→ Exercise data:
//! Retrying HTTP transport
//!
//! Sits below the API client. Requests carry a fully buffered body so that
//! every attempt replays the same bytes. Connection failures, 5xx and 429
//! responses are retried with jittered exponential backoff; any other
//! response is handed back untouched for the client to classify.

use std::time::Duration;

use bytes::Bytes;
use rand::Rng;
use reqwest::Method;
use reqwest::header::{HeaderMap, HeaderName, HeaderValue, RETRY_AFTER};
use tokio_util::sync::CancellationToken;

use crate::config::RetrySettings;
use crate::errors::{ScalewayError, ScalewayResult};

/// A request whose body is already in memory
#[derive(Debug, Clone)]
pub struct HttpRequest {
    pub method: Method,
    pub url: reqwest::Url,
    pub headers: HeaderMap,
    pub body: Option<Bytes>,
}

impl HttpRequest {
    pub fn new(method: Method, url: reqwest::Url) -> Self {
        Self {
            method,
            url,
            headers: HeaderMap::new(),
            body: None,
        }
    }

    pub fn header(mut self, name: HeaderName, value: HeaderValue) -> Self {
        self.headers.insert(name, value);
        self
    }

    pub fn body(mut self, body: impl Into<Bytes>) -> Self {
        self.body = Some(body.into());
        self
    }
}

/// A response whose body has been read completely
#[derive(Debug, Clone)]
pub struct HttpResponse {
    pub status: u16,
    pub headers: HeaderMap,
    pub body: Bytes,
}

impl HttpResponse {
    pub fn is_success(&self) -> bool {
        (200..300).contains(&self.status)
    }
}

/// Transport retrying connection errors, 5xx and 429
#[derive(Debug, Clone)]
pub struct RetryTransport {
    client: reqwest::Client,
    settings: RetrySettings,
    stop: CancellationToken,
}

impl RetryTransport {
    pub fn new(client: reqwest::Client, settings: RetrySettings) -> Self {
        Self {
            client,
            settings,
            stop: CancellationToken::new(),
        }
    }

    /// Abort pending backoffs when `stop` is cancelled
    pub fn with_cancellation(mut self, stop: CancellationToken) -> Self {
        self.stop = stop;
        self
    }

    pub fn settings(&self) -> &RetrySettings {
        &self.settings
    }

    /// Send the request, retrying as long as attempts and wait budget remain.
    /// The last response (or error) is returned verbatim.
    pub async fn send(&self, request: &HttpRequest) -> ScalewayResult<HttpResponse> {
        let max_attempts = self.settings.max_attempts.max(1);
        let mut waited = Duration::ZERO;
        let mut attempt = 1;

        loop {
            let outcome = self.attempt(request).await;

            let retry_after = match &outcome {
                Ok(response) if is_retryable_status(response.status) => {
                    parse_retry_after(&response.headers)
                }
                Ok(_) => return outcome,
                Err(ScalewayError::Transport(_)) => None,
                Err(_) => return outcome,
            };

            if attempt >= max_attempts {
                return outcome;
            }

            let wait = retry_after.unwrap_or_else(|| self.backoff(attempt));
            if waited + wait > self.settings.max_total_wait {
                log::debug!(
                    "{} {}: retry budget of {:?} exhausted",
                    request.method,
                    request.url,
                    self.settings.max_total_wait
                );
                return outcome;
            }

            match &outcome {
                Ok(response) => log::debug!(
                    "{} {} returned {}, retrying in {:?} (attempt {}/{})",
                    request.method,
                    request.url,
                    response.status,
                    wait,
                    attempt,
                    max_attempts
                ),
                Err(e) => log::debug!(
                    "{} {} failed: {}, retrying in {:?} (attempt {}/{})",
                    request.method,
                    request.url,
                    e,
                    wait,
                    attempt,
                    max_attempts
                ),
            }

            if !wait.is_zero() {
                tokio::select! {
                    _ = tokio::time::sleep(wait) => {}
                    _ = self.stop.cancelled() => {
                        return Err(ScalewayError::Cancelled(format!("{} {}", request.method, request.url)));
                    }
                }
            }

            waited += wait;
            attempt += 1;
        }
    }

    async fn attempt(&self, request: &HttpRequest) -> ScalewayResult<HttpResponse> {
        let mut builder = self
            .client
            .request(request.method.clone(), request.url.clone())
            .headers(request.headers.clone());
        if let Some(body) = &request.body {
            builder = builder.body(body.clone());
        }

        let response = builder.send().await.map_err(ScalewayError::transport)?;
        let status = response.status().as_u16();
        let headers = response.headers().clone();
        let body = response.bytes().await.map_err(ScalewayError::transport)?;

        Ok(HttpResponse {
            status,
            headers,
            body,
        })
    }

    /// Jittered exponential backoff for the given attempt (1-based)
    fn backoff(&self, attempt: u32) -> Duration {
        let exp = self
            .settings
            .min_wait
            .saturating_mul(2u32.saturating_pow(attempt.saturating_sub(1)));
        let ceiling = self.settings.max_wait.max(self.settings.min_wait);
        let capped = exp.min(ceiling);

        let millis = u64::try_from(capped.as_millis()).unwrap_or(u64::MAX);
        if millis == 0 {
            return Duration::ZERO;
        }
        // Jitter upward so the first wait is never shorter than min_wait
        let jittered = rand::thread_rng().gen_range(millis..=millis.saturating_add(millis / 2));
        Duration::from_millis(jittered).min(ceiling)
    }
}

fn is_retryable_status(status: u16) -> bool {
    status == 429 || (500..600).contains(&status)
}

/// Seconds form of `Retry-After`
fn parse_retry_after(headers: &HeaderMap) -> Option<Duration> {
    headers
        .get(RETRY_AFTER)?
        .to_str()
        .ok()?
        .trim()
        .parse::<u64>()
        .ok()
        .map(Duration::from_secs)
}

---

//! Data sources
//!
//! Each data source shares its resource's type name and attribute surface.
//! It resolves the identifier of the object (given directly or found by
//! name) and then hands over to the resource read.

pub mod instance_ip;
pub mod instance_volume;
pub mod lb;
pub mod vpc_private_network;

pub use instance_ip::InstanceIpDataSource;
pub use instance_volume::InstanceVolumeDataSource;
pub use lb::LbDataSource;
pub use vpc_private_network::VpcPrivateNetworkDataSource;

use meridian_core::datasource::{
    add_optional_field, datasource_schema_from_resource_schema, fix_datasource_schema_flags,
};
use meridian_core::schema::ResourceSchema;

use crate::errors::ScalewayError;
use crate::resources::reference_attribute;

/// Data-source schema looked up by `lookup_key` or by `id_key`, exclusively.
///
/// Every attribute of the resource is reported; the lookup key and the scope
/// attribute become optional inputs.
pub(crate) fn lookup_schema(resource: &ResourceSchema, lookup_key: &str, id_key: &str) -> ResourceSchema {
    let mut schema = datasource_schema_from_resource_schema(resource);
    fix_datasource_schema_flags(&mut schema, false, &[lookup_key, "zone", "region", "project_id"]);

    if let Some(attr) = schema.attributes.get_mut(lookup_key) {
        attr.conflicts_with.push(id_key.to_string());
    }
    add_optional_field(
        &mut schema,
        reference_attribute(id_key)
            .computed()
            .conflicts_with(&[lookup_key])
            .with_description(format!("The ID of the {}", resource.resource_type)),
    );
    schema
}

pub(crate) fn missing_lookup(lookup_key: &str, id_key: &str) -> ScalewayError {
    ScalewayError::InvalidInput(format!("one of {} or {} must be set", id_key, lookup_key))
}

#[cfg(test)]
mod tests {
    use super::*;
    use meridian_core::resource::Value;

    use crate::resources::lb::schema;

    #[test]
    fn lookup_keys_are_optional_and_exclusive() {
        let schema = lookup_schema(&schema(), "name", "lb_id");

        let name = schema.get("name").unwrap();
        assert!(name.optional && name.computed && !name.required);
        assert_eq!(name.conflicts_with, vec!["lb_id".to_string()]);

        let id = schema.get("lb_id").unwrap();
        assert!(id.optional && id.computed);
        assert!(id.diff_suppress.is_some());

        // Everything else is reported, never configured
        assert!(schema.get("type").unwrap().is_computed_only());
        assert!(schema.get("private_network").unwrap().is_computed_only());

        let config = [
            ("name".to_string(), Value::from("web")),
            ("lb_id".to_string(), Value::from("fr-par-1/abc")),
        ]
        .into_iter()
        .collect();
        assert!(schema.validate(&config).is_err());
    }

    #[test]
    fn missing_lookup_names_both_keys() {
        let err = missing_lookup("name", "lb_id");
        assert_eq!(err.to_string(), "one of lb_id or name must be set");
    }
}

→ What to produce:
Give back the records above exactly, limited to the lines between the one holding "use crate::resources::reference_attribute;" and the one holding "if let Some(attr)", inclusive.

→ Result:
use crate::resources::reference_attribute;

/// Data-source schema looked up by `lookup_key` or by `id_key`, exclusively.
///
/// Every attribute of the resource is reported; the lookup key and the scope
/// attribute become optional inputs.
pub(crate) fn lookup_schema(resource: &ResourceSchema, lookup_key: &str, id_key: &str) -> ResourceSchema {
    let mut schema = datasource_schema_from_resource_schema(resource);
    fix_datasource_schema_flags(&mut schema, false, &[lookup_key, "zone", "region", "project_id"]);

    if let Some(attr) = schema.attributes.get_mut(lookup_key) {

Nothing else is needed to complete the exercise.